◆ WORK TASK: Keep every line in which "CoordinatorUnreachable" occurs and drop the rest of the data.
#### SOURCE DATA ####
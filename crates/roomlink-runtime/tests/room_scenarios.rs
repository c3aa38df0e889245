//! End-to-end room scenarios
//!
//! Clients run their full task loop against an in-process coordinator and an
//! in-memory direct network, on real tokio time with the `testing` timers.

mod common;

use common::{create_test_peer_id, lobby, World};
use roomlink_core::{
    HealthSignal, InboundPath, ManualTimeSource, PeerInfo, RelayHealth, Route, RoomlinkConfig,
};
use roomlink_runtime::{AppEvent, LinkConditions};
use std::sync::Arc;
use std::time::{Duration, Instant};

fn blocked() -> LinkConditions {
    LinkConditions {
        latency: Duration::ZERO,
        blocked: true,
    }
}

// ----------------------------------------------------------------------------
// Membership
// ----------------------------------------------------------------------------

#[tokio::test]
async fn test_second_joiner_sees_first_and_first_is_notified() {
    let world = World::new();
    let mut a = world.client(1);
    let b = world.client(2);

    let roster = a.join("alice").await;
    assert!(roster.is_empty());

    let roster = b.join("bob").await;
    assert_eq!(
        roster,
        vec![PeerInfo {
            peer_id: a.peer_id,
            display_name: "alice".into(),
        }]
    );

    let event = a
        .expect_event(|event| matches!(event, AppEvent::PeerJoined { .. }))
        .await;
    assert_eq!(
        event,
        AppEvent::PeerJoined {
            peer_id: b.peer_id,
            display_name: "bob".into(),
        }
    );

    let room = world.coordinator.room(&lobby()).expect("room exists");
    assert_eq!(room.participants.len(), 2);
}

#[tokio::test]
async fn test_leave_notifies_remaining_participant() {
    let world = World::new();
    let mut a = world.client(1);
    let b = world.client(2);
    a.join("alice").await;
    b.join("bob").await;

    b.handle.leave().expect("leave accepted");
    let event = a
        .expect_event(|event| matches!(event, AppEvent::PeerLeft { .. }))
        .await;
    match event {
        AppEvent::PeerLeft {
            peer_id, reason, ..
        } => {
            assert_eq!(peer_id, b.peer_id);
            assert_eq!(reason, "left");
        }
        other => panic!("unexpected {other:?}"),
    }
    b.wait_until_roomless().await;
}

// ----------------------------------------------------------------------------
// Relayed delivery
// ----------------------------------------------------------------------------

#[tokio::test]
async fn test_message_without_direct_link_goes_over_relay_and_is_confirmed() {
    let world = World::new();
    let mut a = world.client(1);
    let mut b = world.client(2);
    world.network.set_conditions(a.peer_id, b.peer_id, blocked());
    a.join("alice").await;
    b.join("bob").await;

    let report = a.handle.send("hello").await.expect("send accepted");
    assert_eq!(report.route_for(b.peer_id), Some(Route::Relayed));
    assert!(report.relayed_broadcast);

    let received = b
        .expect_event(|event| matches!(event, AppEvent::MessageReceived { .. }))
        .await;
    match received {
        AppEvent::MessageReceived { message, path } => {
            assert_eq!(message.content, "hello");
            assert_eq!(message.sender, a.peer_id);
            assert_eq!(message.display_name, "alice");
            assert_eq!(path, InboundPath::Relayed);
            assert!(message.delivered_at.is_some());
        }
        other => panic!("unexpected {other:?}"),
    }

    let message_id = report.message_id;
    a.expect_event(|event| {
        matches!(event, AppEvent::MessageDelivered { message_id: id, .. } if *id == message_id)
    })
    .await;
}

#[tokio::test]
async fn test_send_outside_a_room_is_rejected() {
    let world = World::new();
    let a = world.client(1);
    assert!(a.handle.send("hello").await.is_err());

    a.join("alice").await;
    assert!(a.handle.send("   ").await.is_err());
}

// ----------------------------------------------------------------------------
// Mesh upgrade
// ----------------------------------------------------------------------------

#[tokio::test]
async fn test_simultaneous_upgrades_leave_exactly_one_link() {
    let world = World::new();
    let a = world.client(1);
    let b = world.client(2);
    a.join("alice").await;
    b.join("bob").await;

    let _ = tokio::join!(a.handle.upgrade(b.peer_id), b.handle.upgrade(a.peer_id));
    a.wait_for_link(b.peer_id).await;
    b.wait_for_link(a.peer_id).await;

    // Let any losing handshake finish before counting
    tokio::time::sleep(Duration::from_millis(300)).await;
    assert_eq!(world.network.live_links(a.peer_id, b.peer_id), 1);

    let links = a.snapshot().await.links;
    assert_eq!(
        links
            .iter()
            .filter(|link| link.peer_id == b.peer_id && link.state.is_established())
            .count(),
        1
    );
}

#[tokio::test]
async fn test_messages_use_direct_link_once_open() {
    let world = World::new();
    let a = world.client(1);
    let mut b = world.client(2);
    a.join("alice").await;
    b.join("bob").await;
    a.wait_for_link(b.peer_id).await;

    let report = a.handle.send("over the mesh").await.expect("send accepted");
    assert_eq!(report.route_for(b.peer_id), Some(Route::Direct));
    assert!(!report.relayed_broadcast);

    let received = b
        .expect_event(|event| matches!(event, AppEvent::MessageReceived { .. }))
        .await;
    assert!(matches!(
        received,
        AppEvent::MessageReceived {
            path: InboundPath::Direct,
            ..
        }
    ));
}

#[tokio::test]
async fn test_critical_direct_link_with_healthy_relay_routes_relayed() {
    let world = World::new();
    let mut a = world.client(1);
    let b = world.client(2);
    a.join("alice").await;
    b.join("bob").await;
    a.wait_for_link(b.peer_id).await;

    world.network.set_conditions(a.peer_id, b.peer_id, blocked());
    let peer = b.peer_id;
    a.expect_event(|event| {
        matches!(event, AppEvent::ConnectionQualityChanged { peer_id, degraded: true, .. } if *peer_id == peer)
    })
    .await;
    assert_eq!(a.snapshot().await.relay, RelayHealth::Healthy);

    let report = a.handle.send("still there?").await.expect("send accepted");
    assert_eq!(report.route_for(b.peer_id), Some(Route::Relayed));
    assert_eq!(report.count(Route::Bridge), 0);
}

#[tokio::test]
async fn test_peer_unreachable_at_first_is_linked_once_path_clears() {
    let world = World::new();
    let a = world.client(1);
    let b = world.client(2);
    world.network.set_conditions(a.peer_id, b.peer_id, blocked());
    a.join("alice").await;
    b.join("bob").await;

    // Several attempts time out and trip the breaker
    tokio::time::sleep(Duration::from_millis(1_500)).await;
    assert_eq!(world.network.live_links(a.peer_id, b.peer_id), 0);

    world
        .network
        .set_conditions(a.peer_id, b.peer_id, LinkConditions::default());
    a.wait_for_link(b.peer_id).await;
    b.wait_for_link(a.peer_id).await;
}

#[tokio::test]
async fn test_upgrade_to_absent_peer_fails_fast() {
    let world = World::new();
    let a = world.client(1);
    a.join("alice").await;

    let started = Instant::now();
    let linked = a
        .handle
        .upgrade(create_test_peer_id(9))
        .await
        .expect("client task running");
    assert!(!linked);
    assert!(started.elapsed() < Duration::from_millis(400));
}

// ----------------------------------------------------------------------------
// Session continuity
// ----------------------------------------------------------------------------

#[tokio::test]
async fn test_short_outage_rejoins_with_original_name() {
    let world = World::new();
    let clock = Arc::new(ManualTimeSource::new());
    let mut a = world.client_with(1, RoomlinkConfig::testing(), clock.clone());
    let mut b = world.client(2);
    world.network.set_conditions(a.peer_id, b.peer_id, blocked());
    a.join("alice").await;
    b.join("bob").await;
    a.expect_event(|event| matches!(event, AppEvent::Joined { .. }))
        .await;

    a.relay.set_available(false);
    a.relay.sever();
    a.expect_event(|event| {
        matches!(
            event,
            AppEvent::HealthChanged {
                signal: HealthSignal::Reconnecting
            }
        )
    })
    .await;
    b.expect_event(|event| matches!(event, AppEvent::PeerLeft { .. }))
        .await;

    clock.advance(Duration::from_secs(90));
    a.relay.set_available(true);

    a.expect_event(|event| matches!(event, AppEvent::Joined { .. }))
        .await;
    let participant = world
        .coordinator
        .participant(a.peer_id)
        .expect("rejoined");
    assert_eq!(participant.display_name, "alice");

    let event = b
        .expect_event(|event| matches!(event, AppEvent::PeerJoined { .. }))
        .await;
    assert_eq!(
        event,
        AppEvent::PeerJoined {
            peer_id: a.peer_id,
            display_name: "alice".into(),
        }
    );
}

#[tokio::test]
async fn test_long_outage_asks_before_rejoining() {
    let world = World::new();
    let clock = Arc::new(ManualTimeSource::new());
    let mut a = world.client_with(1, RoomlinkConfig::testing(), clock.clone());
    a.join("alice").await;

    a.relay.set_available(false);
    a.relay.sever();
    a.wait_for_relay(RelayHealth::Down).await;

    clock.advance(Duration::from_secs(301));
    a.relay.set_available(true);

    let event = a
        .expect_event(|event| matches!(event, AppEvent::RejoinConfirmationRequired { .. }))
        .await;
    match event {
        AppEvent::RejoinConfirmationRequired {
            room_id,
            display_name,
            gap,
        } => {
            assert_eq!(room_id, lobby());
            assert_eq!(display_name, "alice");
            assert!(gap >= Duration::from_secs(301));
        }
        other => panic!("unexpected {other:?}"),
    }
    assert!(world.coordinator.participant(a.peer_id).is_none());

    a.handle
        .confirm_rejoin(Some("alice again".into()))
        .expect("confirm accepted");
    a.expect_event(|event| matches!(event, AppEvent::Joined { .. }))
        .await;
    let participant = world
        .coordinator
        .participant(a.peer_id)
        .expect("rejoined");
    assert_eq!(participant.display_name, "alice again");
}

#[tokio::test]
async fn test_unreachable_coordinator_is_reported_once() {
    let world = World::new();
    let clock = Arc::new(ManualTimeSource::new());
    let mut a = world.client_with(1, RoomlinkConfig::testing(), clock.clone());
    a.join("alice").await;

    a.relay.set_available(false);
    a.relay.sever();

    // Breaker cooldowns are measured on the manual clock
    let ticker = {
        let clock = clock.clone();
        tokio::spawn(async move {
            loop {
                tokio::time::sleep(Duration::from_millis(20)).await;
                clock.advance(Duration::from_millis(100));
            }
        })
    };
    let event = a
        .expect_event(|event| matches!(event, AppEvent::CoordinatorUnreachable { .. }))
        .await;
    ticker.abort();
    assert!(matches!(event, AppEvent::CoordinatorUnreachable { attempts } if attempts >= 4));
    assert_eq!(a.snapshot().await.signal, HealthSignal::Offline);
}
####
◆ SOLUTION TO THIS PROBLEM:
        .expect_event(|event| matches!(event, AppEvent::CoordinatorUnreachable { .. }))
    assert!(matches!(event, AppEvent::CoordinatorUnreachable { attempts } if attempts >= 4));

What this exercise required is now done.